:: Data excerpts ::
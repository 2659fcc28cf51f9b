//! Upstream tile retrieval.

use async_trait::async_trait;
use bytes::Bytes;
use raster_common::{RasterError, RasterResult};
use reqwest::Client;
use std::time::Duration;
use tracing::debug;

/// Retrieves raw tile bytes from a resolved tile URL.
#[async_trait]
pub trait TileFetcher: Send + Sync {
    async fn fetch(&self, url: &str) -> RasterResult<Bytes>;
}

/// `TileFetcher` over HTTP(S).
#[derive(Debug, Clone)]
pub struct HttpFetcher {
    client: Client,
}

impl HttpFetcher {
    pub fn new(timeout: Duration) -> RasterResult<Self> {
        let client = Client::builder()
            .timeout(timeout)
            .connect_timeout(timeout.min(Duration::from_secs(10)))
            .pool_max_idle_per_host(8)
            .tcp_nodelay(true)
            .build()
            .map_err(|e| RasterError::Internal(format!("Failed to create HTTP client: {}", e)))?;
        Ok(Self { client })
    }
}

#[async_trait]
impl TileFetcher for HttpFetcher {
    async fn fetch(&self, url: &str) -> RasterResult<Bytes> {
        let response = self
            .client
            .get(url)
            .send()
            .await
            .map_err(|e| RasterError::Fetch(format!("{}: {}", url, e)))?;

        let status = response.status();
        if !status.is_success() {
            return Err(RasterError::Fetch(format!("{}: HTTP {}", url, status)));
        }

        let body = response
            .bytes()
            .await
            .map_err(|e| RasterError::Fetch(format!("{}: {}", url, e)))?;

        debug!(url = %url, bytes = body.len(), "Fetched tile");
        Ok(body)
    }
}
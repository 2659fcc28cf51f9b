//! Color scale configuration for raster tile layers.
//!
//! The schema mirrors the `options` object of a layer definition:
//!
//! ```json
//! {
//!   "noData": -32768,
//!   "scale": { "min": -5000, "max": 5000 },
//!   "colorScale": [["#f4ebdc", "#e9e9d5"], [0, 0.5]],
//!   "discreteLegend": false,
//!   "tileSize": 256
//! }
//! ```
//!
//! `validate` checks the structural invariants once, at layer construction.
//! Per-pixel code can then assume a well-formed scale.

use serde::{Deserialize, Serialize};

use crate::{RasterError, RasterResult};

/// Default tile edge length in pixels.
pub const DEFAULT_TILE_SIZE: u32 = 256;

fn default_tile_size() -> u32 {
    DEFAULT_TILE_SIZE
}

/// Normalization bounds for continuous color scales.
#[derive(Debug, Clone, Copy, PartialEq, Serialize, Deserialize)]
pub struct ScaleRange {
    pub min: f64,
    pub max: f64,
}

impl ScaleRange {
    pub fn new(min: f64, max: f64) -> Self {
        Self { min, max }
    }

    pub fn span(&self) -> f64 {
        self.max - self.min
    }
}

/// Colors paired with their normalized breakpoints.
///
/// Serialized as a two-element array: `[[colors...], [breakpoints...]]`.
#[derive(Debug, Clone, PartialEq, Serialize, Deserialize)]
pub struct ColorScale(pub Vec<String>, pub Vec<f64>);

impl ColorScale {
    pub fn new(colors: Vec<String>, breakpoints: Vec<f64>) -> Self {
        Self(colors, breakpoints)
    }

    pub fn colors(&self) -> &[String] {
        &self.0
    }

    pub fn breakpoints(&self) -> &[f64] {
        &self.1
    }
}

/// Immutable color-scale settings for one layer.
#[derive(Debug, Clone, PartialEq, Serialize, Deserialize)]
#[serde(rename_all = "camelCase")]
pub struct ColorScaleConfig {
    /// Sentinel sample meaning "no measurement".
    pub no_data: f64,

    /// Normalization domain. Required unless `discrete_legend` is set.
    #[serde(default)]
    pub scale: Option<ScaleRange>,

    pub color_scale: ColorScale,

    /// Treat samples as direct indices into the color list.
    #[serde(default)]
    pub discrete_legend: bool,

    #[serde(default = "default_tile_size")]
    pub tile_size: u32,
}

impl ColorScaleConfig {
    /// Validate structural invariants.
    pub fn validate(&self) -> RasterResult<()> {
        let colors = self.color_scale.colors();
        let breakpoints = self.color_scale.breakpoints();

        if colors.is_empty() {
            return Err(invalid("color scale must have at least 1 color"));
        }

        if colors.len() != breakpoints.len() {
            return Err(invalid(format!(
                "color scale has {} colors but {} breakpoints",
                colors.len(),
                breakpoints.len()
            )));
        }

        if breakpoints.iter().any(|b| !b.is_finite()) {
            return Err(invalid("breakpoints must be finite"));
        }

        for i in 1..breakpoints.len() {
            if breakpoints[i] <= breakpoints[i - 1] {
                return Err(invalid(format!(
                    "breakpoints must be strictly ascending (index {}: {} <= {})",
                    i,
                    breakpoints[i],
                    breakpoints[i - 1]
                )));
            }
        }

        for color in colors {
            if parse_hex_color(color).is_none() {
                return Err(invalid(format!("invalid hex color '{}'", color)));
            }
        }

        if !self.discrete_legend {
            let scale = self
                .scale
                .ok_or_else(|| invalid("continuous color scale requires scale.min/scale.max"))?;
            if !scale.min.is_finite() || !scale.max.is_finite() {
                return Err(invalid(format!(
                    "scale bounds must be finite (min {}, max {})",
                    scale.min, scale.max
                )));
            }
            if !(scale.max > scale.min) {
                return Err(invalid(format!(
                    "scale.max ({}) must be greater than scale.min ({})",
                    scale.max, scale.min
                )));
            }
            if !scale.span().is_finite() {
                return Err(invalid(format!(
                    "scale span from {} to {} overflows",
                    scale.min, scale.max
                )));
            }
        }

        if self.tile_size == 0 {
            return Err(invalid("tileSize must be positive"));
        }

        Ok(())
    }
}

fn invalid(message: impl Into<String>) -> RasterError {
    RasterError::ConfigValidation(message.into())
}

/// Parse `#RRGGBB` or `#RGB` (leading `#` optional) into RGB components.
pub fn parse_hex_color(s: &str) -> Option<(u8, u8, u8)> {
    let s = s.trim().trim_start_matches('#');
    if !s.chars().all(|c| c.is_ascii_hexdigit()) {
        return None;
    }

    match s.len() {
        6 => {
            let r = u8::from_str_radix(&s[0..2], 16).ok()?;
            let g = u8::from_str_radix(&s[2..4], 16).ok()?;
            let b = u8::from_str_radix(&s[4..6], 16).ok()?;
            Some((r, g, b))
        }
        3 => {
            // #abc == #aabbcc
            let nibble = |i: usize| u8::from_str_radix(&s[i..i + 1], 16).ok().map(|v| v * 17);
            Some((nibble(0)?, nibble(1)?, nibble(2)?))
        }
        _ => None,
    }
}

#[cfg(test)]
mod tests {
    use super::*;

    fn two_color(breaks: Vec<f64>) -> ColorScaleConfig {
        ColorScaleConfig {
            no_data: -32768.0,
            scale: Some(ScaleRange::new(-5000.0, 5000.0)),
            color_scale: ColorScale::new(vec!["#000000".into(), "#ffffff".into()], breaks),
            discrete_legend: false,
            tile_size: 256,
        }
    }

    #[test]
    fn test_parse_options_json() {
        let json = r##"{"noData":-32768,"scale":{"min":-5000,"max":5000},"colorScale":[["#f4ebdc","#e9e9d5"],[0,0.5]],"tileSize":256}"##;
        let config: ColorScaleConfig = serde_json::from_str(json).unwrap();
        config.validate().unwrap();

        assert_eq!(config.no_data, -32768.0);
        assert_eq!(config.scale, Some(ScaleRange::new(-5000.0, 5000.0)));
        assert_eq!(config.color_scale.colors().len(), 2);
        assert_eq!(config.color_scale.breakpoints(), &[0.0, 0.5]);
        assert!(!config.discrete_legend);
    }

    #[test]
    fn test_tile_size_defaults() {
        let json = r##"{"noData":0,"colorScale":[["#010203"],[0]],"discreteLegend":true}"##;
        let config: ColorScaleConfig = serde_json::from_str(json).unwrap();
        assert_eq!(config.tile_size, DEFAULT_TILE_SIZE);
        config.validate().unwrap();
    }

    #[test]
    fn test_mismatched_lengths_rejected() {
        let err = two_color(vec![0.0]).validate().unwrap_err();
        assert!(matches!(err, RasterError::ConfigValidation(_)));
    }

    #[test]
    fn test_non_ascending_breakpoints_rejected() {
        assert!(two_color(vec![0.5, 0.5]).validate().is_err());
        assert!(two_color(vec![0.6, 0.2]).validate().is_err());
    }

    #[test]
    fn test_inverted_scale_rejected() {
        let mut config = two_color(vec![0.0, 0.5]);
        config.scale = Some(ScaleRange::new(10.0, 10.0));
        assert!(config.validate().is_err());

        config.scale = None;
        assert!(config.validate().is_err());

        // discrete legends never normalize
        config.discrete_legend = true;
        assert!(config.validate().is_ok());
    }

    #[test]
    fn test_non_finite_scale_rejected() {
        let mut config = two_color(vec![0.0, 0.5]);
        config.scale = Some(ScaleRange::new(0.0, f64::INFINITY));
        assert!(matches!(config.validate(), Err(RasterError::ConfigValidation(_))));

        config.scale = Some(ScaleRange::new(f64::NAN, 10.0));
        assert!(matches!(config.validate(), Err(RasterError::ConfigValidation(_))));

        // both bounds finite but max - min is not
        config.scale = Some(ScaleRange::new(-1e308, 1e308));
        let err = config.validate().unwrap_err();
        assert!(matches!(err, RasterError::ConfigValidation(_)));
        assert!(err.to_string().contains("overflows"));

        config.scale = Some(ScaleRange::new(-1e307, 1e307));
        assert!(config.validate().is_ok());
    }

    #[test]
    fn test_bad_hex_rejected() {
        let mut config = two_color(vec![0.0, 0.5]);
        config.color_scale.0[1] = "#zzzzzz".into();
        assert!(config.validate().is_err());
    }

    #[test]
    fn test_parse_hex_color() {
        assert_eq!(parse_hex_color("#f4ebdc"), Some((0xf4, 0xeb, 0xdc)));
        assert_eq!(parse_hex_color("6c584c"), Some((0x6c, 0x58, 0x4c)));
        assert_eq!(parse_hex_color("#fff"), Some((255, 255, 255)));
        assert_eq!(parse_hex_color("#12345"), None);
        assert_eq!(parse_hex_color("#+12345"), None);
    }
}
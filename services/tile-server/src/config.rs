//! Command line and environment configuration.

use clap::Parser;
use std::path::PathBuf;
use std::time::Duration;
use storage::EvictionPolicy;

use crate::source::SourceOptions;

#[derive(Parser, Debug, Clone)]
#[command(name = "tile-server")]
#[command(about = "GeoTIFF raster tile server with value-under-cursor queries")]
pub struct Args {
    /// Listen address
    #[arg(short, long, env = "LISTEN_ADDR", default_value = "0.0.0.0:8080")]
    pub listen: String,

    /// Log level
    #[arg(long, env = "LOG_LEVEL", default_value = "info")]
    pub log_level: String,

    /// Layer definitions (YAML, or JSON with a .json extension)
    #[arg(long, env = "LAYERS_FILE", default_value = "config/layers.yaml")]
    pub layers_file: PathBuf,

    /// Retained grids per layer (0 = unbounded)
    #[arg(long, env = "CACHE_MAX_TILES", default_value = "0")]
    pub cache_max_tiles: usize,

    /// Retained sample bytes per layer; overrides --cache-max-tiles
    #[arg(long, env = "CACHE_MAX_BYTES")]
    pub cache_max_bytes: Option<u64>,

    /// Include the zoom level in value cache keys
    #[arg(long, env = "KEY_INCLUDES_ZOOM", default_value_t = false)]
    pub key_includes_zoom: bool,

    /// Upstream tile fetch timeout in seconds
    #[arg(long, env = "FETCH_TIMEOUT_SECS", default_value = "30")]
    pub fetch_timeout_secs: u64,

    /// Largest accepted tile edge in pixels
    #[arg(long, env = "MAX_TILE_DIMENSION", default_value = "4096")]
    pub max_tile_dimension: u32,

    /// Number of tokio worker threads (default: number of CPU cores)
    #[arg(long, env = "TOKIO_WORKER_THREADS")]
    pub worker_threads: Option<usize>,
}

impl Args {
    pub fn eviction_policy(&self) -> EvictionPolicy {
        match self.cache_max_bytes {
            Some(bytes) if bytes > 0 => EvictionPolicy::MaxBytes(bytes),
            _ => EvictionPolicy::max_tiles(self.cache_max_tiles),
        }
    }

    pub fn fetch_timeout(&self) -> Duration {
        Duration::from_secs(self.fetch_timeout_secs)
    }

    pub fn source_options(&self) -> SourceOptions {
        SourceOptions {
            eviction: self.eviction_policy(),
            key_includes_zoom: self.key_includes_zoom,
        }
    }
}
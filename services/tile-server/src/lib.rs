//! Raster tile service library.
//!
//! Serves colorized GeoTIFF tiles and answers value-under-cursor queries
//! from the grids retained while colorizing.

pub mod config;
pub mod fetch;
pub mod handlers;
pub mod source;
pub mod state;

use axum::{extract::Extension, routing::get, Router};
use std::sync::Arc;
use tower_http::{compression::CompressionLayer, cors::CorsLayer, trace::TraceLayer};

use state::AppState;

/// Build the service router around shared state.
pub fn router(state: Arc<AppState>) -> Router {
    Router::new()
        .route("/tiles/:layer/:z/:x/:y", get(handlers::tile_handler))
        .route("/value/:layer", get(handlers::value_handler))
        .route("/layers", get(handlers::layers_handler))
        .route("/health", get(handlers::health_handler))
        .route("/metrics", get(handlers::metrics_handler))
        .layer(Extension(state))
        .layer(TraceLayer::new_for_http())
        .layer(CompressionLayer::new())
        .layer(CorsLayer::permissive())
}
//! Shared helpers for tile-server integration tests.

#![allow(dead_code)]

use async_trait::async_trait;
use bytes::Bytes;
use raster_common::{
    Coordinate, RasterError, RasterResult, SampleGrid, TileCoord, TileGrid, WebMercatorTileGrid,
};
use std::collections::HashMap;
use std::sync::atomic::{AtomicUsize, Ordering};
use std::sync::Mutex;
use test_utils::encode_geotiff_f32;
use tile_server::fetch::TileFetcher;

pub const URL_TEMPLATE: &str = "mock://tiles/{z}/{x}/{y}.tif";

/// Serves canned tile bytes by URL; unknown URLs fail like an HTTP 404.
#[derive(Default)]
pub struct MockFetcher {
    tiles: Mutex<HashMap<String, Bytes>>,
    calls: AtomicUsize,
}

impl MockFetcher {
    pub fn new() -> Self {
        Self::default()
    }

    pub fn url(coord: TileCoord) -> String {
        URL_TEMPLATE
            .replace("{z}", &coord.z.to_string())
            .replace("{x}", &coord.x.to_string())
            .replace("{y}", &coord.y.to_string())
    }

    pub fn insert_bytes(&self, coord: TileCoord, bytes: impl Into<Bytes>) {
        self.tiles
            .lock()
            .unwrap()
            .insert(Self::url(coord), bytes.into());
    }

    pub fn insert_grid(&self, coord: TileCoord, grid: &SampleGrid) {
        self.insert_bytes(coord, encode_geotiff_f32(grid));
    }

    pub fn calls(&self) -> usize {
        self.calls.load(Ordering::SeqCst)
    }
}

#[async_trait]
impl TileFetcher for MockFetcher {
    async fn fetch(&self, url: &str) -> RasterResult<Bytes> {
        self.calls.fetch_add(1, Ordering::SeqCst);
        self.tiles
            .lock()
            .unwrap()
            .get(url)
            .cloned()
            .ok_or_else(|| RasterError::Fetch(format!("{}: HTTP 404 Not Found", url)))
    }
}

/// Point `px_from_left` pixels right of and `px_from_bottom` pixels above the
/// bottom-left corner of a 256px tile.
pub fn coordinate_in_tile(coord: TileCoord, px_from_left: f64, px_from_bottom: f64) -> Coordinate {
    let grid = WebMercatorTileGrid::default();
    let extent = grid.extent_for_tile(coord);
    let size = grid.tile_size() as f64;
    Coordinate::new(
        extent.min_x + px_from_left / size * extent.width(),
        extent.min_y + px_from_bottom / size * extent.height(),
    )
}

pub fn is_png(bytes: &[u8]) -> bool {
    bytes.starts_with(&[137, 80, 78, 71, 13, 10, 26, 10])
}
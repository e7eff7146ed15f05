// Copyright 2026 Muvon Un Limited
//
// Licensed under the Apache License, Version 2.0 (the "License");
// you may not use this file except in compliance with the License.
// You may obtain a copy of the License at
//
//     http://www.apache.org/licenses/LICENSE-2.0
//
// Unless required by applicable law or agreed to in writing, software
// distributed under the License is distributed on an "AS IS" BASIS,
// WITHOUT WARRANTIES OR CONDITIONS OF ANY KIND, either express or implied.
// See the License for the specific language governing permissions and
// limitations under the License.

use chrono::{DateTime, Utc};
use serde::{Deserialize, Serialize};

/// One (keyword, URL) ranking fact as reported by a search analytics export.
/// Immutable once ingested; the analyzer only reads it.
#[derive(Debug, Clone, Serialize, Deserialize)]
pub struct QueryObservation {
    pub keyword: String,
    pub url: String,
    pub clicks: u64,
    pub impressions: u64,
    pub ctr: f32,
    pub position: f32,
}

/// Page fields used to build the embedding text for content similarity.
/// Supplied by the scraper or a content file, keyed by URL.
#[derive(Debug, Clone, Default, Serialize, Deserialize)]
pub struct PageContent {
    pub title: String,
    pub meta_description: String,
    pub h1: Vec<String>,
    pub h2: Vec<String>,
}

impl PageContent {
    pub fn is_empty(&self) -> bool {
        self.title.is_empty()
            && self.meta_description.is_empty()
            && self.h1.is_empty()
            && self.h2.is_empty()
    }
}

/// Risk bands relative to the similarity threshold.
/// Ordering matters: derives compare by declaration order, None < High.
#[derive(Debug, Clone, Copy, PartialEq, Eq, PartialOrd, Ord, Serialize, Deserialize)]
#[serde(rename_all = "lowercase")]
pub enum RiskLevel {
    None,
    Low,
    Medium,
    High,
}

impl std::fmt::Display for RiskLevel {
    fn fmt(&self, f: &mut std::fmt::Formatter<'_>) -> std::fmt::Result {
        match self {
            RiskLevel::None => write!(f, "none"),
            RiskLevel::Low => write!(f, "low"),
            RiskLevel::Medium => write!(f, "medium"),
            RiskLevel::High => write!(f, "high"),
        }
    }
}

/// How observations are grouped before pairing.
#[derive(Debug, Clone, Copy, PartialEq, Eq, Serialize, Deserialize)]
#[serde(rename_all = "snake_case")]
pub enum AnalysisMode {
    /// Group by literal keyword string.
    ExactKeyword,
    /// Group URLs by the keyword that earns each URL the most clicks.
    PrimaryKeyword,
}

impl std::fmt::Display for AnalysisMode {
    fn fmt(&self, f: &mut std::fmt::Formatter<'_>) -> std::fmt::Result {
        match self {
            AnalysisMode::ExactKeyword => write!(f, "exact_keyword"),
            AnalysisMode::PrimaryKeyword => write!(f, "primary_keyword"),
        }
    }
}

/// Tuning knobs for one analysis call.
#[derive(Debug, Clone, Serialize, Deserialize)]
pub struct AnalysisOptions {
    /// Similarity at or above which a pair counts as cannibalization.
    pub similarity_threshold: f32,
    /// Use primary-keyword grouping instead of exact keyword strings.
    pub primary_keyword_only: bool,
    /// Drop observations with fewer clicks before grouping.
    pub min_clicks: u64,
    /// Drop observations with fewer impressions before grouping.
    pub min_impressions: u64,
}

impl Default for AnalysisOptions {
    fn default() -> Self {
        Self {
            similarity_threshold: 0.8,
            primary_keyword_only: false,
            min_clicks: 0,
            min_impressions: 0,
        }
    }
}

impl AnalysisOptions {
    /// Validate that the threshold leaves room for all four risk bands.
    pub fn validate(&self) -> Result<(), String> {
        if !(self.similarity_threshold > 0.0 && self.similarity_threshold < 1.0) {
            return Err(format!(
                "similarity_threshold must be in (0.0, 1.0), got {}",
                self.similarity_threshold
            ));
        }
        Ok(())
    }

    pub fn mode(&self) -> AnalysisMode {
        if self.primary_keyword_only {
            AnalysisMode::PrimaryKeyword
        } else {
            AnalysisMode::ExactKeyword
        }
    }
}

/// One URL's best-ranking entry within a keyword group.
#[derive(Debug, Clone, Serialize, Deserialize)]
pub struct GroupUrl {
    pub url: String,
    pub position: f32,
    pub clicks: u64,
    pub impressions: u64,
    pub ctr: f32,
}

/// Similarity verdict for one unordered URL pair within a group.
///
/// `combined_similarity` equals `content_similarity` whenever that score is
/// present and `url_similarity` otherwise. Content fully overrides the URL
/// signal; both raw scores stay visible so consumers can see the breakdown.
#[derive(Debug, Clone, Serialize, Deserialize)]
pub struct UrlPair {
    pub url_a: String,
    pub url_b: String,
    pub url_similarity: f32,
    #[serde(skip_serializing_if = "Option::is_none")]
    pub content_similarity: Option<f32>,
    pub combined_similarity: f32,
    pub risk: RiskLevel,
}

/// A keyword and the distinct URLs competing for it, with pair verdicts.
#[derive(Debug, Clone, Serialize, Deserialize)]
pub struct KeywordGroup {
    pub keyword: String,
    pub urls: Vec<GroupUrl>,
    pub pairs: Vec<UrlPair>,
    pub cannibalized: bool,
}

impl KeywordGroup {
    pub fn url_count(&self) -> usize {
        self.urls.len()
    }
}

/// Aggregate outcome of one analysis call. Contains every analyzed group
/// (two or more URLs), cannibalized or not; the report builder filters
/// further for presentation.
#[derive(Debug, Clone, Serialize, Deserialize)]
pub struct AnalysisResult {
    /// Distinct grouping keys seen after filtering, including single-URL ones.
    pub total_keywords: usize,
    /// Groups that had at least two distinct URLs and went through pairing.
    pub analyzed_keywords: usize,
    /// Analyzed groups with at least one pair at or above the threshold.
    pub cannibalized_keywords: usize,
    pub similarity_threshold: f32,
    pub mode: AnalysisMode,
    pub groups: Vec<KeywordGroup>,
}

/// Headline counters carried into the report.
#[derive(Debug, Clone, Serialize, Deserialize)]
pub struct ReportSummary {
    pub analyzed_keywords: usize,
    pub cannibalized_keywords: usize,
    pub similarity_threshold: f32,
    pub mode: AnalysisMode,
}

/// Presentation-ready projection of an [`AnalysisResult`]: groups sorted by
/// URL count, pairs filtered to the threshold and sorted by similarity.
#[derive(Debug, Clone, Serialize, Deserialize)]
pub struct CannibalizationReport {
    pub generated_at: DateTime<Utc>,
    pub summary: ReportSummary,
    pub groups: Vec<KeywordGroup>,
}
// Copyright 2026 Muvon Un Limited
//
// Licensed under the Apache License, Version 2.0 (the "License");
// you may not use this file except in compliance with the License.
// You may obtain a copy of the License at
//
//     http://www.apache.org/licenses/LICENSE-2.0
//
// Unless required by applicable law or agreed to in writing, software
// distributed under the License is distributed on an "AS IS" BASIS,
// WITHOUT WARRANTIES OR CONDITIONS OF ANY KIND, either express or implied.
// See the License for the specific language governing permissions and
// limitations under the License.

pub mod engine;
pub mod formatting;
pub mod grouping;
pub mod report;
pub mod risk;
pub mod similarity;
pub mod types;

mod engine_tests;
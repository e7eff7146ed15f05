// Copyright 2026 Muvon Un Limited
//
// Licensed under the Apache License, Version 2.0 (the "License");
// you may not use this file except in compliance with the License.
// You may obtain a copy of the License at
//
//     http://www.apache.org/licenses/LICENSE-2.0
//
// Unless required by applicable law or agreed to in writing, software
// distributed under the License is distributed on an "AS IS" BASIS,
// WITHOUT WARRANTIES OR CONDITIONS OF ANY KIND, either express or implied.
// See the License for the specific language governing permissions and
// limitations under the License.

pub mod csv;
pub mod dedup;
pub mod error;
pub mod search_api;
:::
What is needed: Lines of the listing above that include the string "Duration" should each be copied.

Reply to the task:
use std::time::Duration;
    pub fn new(timeout: Duration) -> RasterResult<Self> {
            .connect_timeout(timeout.min(Duration::from_secs(10)))
use std::time::Duration;
    pub fn fetch_timeout(&self) -> Duration {
        Duration::from_secs(self.fetch_timeout_secs)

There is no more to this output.